Bagikan:

JAKARTA - Kementerian Energi dan Sumber Daya Mineral (ESDM) mengungkapkan badan usaha (BU) pengelola Stasiun Pengisian Bahan Bakar Umum (SPBU) Vivo hampir sepakat membeli base fuel dari Pertamina Patra Niaga.

Direktur Jenderal Minyak dan Gas Bumi (Dirjen Migas) Kementerian ESDM Laode Sulaeman mengatakan, Vivo berencana membeli base fuel sebesar volume sekitar 100.000 barel.

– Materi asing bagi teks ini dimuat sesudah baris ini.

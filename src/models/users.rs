use crate::error::AppError;
use crate::models::bounded;
use crate::service::Validator;
use async_trait::async_trait;
use chrono::{DateTime, Utc};
use regex::Regex;
use serde::Serialize;
use sqlx::PgPool;
use std::sync::LazyLock;
use std::time::Duration;

const EMAIL_PATTERN: &str = r"^[a-zA-Z0-9.!#$%&'*+/=?^_`{|}~-]+@[a-zA-Z0-9](?:[a-zA-Z0-9-]{0,61}[a-zA-Z0-9])?(?:\.[a-zA-Z0-9](?:[a-zA-Z0-9-]{0,61}[a-zA-Z0-9])?)*$";

static EMAIL_RX: LazyLock<Regex> = LazyLock::new(|| Regex::new(EMAIL_PATTERN).expect("valid email regex"));

const MAX_NAME_BYTES: usize = 500;

/// Account record. The password hash is produced and checked by the auth layer; it is opaque here.
#[derive(Clone, Debug, Default, PartialEq, Serialize, sqlx::FromRow)]
pub struct User {
    pub id: i64,
    pub created_at: DateTime<Utc>,
    pub name: String,
    pub email: String,
    #[serde(skip_serializing)]
    pub password_hash: Vec<u8>,
    pub activated: bool,
    #[serde(skip_serializing)]
    pub version: i32,
}

pub fn validate_email(v: &mut Validator, email: &str) {
    v.check(!email.is_empty(), "email", "must be provided");
    v.check(
        EMAIL_RX.is_match(email),
        "email",
        "must be a valid email address",
    );
}

pub fn validate_user(v: &mut Validator, user: &User) {
    v.check(!user.name.is_empty(), "name", "must be provided");
    v.check(user.name.len() <= MAX_NAME_BYTES, "name", "must not be more than 500 bytes long");
    validate_email(v, &user.email);
    v.check(!user.password_hash.is_empty(), "password", "must be provided");
}

#[async_trait]
pub trait UserStore: Send + Sync {
    /// Persists a new user and back-fills `id`, `created_at` and `version`.
    async fn insert(&self, user: &mut User) -> Result<(), AppError>;

    async fn get_by_email(&self, email: &str) -> Result<User, AppError>;

    /// Version-conditioned write; a stale `user.version` yields [`AppError::EditConflict`].
    async fn update(&self, user: &mut User) -> Result<(), AppError>;
}

const INSERT_USER: &str = r#"
INSERT INTO users (name, email, password_hash, activated)
VALUES ($1, $2, $3, $4)
RETURNING id, created_at, version"#;

const SELECT_USER_BY_EMAIL: &str = r#"
SELECT id, created_at, name, email, password_hash, activated, version
FROM users
WHERE email = $1"#;

const UPDATE_USER: &str = r#"
UPDATE users
SET name = $1, email = $2, password_hash = $3, activated = $4, version = version + 1
WHERE id = $5 AND version = $6
RETURNING version"#;

fn map_unique_email(e: AppError) -> AppError {
    match e {
        AppError::Storage(sqlx::Error::Database(db)) if db.is_unique_violation() => AppError::DuplicateEmail,
        other => other,
    }
}

pub struct PgUserRepository {
    pool: PgPool,
    timeout: Duration,
}

impl PgUserRepository {
    pub fn new(pool: PgPool, timeout: Duration) -> Self {
        PgUserRepository { pool, timeout }
    }
}

#[async_trait]
impl UserStore for PgUserRepository {
    async fn insert(&self, user: &mut User) -> Result<(), AppError> {
        tracing::debug!(sql = %INSERT_USER, email = %user.email, "query");
        let (id, created_at, version): (i64, DateTime<Utc>, i32) = bounded(
            self.timeout,
            sqlx::query_as(INSERT_USER)
                .bind(&user.name)
                .bind(&user.email)
                .bind(&user.password_hash)
                .bind(user.activated)
                .fetch_one(&self.pool),
        )
        .await
        .map_err(map_unique_email)?;
        user.id = id;
        user.created_at = created_at;
        user.version = version;
        Ok(())
    }

    async fn get_by_email(&self, email: &str) -> Result<User, AppError> {
        tracing::debug!(sql = %SELECT_USER_BY_EMAIL, email = %email, "query");
        bounded(
            self.timeout,
            sqlx::query_as::<_, User>(SELECT_USER_BY_EMAIL)
                .bind(email)
                .fetch_optional(&self.pool),
        )
        .await?
        .ok_or(AppError::NotFound)
    }

    async fn update(&self, user: &mut User) -> Result<(), AppError> {
        tracing::debug!(sql = %UPDATE_USER, id = user.id, version = user.version, "query");
        let version: Option<i32> = bounded(
            self.timeout,
            sqlx::query_scalar(UPDATE_USER)
                .bind(&user.name)
                .bind(&user.email)
                .bind(&user.password_hash)
                .bind(user.activated)
                .bind(user.id)
                .bind(user.version)
                .fetch_optional(&self.pool),
        )
        .await
        .map_err(map_unique_email)?;
        user.version = version.ok_or(AppError::EditConflict)?;
        Ok(())
    }
}

#[cfg(test)]
mod tests {
    use super::*;

    fn user() -> User {
        User {
            name: "Alice Smith".into(),
            email: "alice@example.com".into(),
            password_hash: b"$argon2id$stub".to_vec(),
            ..Default::default()
        }
    }

    #[test]
    fn valid_user_passes() {
        let mut v = Validator::new();
        validate_user(&mut v, &user());
        assert!(v.valid(), "{:?}", v.errors());
    }

    #[test]
    fn email_pattern_compiles() {
        assert!(Regex::new(EMAIL_PATTERN).is_ok());
        assert!(EMAIL_RX.is_match("alice@example.com"));
    }

    #[test]
    fn email_shape_is_checked() {
        for bad in ["", "alice", "alice@", "@example.com", "alice@exa mple.com"] {
            let mut v = Validator::new();
            validate_email(&mut v, bad);
            assert!(!v.valid(), "{bad}");
        }
        let mut v = Validator::new();
        validate_email(&mut v, "a.b+tag@sub.example.org");
        assert!(v.valid());
    }

    #[test]
    fn name_length_and_hash_are_checked() {
        let mut v = Validator::new();
        validate_user(
            &mut v,
            &User {
                name: "x".repeat(501),
                password_hash: Vec::new(),
                ..user()
            },
        );
        assert_eq!(v.errors()["name"], "must not be more than 500 bytes long");
        assert_eq!(v.errors()["password"], "must be provided");
    }
}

“Sedang bernegosiasi dengan badan usaha Patra Niaga dan kemarin memang kami mendapatkan info bahwa Vivo sudah mendekati,” ujar Laode, Jumat, 7 November

Laode menambahkan, badan usaha lain seperti Shell masih berproses. Untuk itu, dirinya mengaku masih akan kembali bertemu dengan Shell untuk membahas kesepakatan pembelian BBM.

Adapun hingga saat ini baru BP AKR yang telah mencapai kata sepakat untuk membeli base fuel milik pertamina.

Asal tahu saja, pasokan BBM di SPBU Vivo sudah mengalami kekosongan sejak Oktober yang lalu.

Dalam Rapat Dengar Pendapat dengan Komisi XII DPR RI, Direktur Vivo Leonard Mamahit mengatakan stok BBM miliknya hanya akan bertahan hingga pertengahan bulan Oktober.

Adapun stok BBM yang tersisa adalah Revvo 92 atau setara dengan Pertamax milik Pertamina.

Sedangkan BBM Revvo 95 dan Revvo 90 sudah mengalami kekosongan stok.

"Saat ini tinggal Revvo 92 yang akan habis di pertengahan Oktober. Yang Revvo 90 sama 95 sudah habis," jelas Leonard dalam RDP pada 1 Oktober yang lalu.